O defensor público e ex-diretor do Depen concorda e diz que não se pode ignorar o chamado custo social do encarceramento, resultado de questões como a imobilização da força de trabalho de centenas de milhares de jovens, já que a maioria dos detentos do país são desse perfil.
“Há estudos nos Estados Unidos que apontam um custo, por exemplo, de US$ 1 milhão por cada preso em termos de imobilização da força de trabalho de jovens, que ficam ociosos no sistema prisional. E tem também os gastos com o funcionamento das agências de controle, que são as polícias, a investigativa [polícias civis e Federal], a ostensiva [polícias Militares], e todas as instituições do sistema de Justiça, como o Judiciário, Ministério Público e a Defensoria Pública. Se tudo isso estivesse contabilizado, o custo médio por preso calculado seria muito maior”, afirma De Vitto.
Segundo ele, a separação por tipo de despesa do total gasto, em cada estado, com a custódia dos presos demonstra que o poder público investe muito pouco em programas de prevenção, nas chamadas ações de atenção ao egresso, visando à sua educação ou o incentivo à obtenção de um emprego. “Fica claro que não se encara o preso como uma pessoa vulnerável do ponto de vista social, que não teve acesso à educação e a um trabalho digno”, diz o ex-diretor do Depen.
“Esse é um dos motivos para o quadro atual do sistema prisional brasileiro, onde o preso é estigmatizado, não consegue emprego, a não ser apenas o trabalho na construção civil ou em alguma outra ocupação informal. Nem em trabalhos com transporte por aplicativos ele consegue, pois há a exigência de comprovação de não ter antecedente criminal. Qual é a consequência? Quando termina a pena, o sujeito sai e volta.”

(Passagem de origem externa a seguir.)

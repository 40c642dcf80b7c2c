/// First of the 26 regional indicator symbols (🇦), the building blocks of
/// flag emoji.
const REGIONAL_INDICATOR_A: u32 = 0x1F1E6;

/// Alias the marketplace uses for the United Kingdom. ISO 3166 says `GB`.
const UK_ALIAS: &str = "UK";

/// Map a two-letter country code to its flag emoji
///
/// `"FR"` becomes the French flag. The marketplace labels the United
/// Kingdom `UK`, which has no regional-indicator pair of its own, so `UK`
/// renders the `GB` flag. Anything that is not two ASCII letters yields
/// `None`; callers fall back to showing the raw code.
pub fn flag_emoji(code: &str) -> Option<String> {
    let code = if code.eq_ignore_ascii_case(UK_ALIAS) {
        "GB"
    } else {
        code
    };

    if code.len() != 2 || !code.bytes().all(|b| b.is_ascii_alphabetic()) {
        return None;
    }

    let mut flag = String::with_capacity(8);
    for b in code.bytes() {
        let offset = (b.to_ascii_uppercase() - b'A') as u32;
        flag.push(char::from_u32(REGIONAL_INDICATOR_A + offset)?);
    }

    Some(flag)
}
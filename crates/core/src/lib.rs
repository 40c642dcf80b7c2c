//! Core library for vitrine
//!
//! This crate implements the **Functional Core** of the vitrine application,
//! following the Functional Core - Imperative Shell architectural pattern.
//!
//! # Architecture Overview
//!
//! The vitrine project uses a two-crate architecture to enforce separation of concerns:
//!
//! - **`vitrine_core`** (this crate): Pure transformation functions with zero I/O
//! - **`vitrine`**: I/O operations and orchestration (the Imperative Shell)
//!
//! ## Functional Core Principles
//!
//! All functions in this crate adhere to these principles:
//!
//! - **Pure functions**: Same input always produces the same output
//! - **No side effects**: No I/O operations, no external state mutations
//! - **Deterministic**: Behavior is predictable and reproducible
//! - **Testable**: Can be tested with simple fixture data, no mocking required
//!
//! The shell decides *when* to fetch and *where* to print; this crate only
//! decides *what* a fetched product list turns into under a display mode.
//!
//! # Module Organization
//!
//! The core crate is organized by domain:
//!
//! - [`catalog`]: Product model, display modes, and the list transformations
//! - [`money`]: Minor-unit price formatting and the legacy display-string parse
//! - [`timeago`]: Calendar distance rendering for deposit timestamps
//! - [`country`]: Country code to flag emoji mapping
//!
//! Each module contains:
//!
//! - **Domain models**: Structured types representing API responses and outputs
//! - **Transformation functions**: Pure functions that convert API data to domain models
//! - **Comprehensive tests**: Unit tests using fixture data (no mocking)
//!
//! # Example Usage
//!
//! ```rust,ignore
//! use vitrine_core::catalog::{apply_display_mode, DisplayMode, Product};
//!
//! // Create fixture data (no HTTP required)
//! let products = vec![
//!     Product {
//!         brand: "Off-White".to_string(),
//!         // ... other fields
//!         ..Default::default()
//!     }
//! ];
//!
//! // Transform using pure function
//! let mode = DisplayMode::BrandDiscount {
//!     brand: "Off-White".to_string(),
//!     percent: 10.0,
//! };
//! let discounted = apply_display_mode(&products, &mode);
//!
//! // Assert on results (no mocking needed)
//! assert_eq!(discounted.len(), 1);
//! ```
//!
//! # Pattern Reference
//!
//! This architecture is based on Gary Bernhardt's Functional Core, Imperative Shell pattern.
//! The key insight: **data transformation logic should be pure and ignorant of where data
//! comes from or where it goes**.

pub mod catalog;
pub mod country;
pub mod money;
pub mod timeago;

Renato Sérgio de Lima concorda: “No Brasil, a gente tem de entender que, após o cumprimento de pena, o preso tem de voltar para a sociedade. A falta de métricas e a falta de informação [sobre o sistema prisional] são um bom indício de que, abrindo a porta, a gente fala: ‘Vá embora’. Deixando ele suscetível a ser recrutado pelo crime organizado e suscetível a voltar para a criminalidade por completa falta de opções.”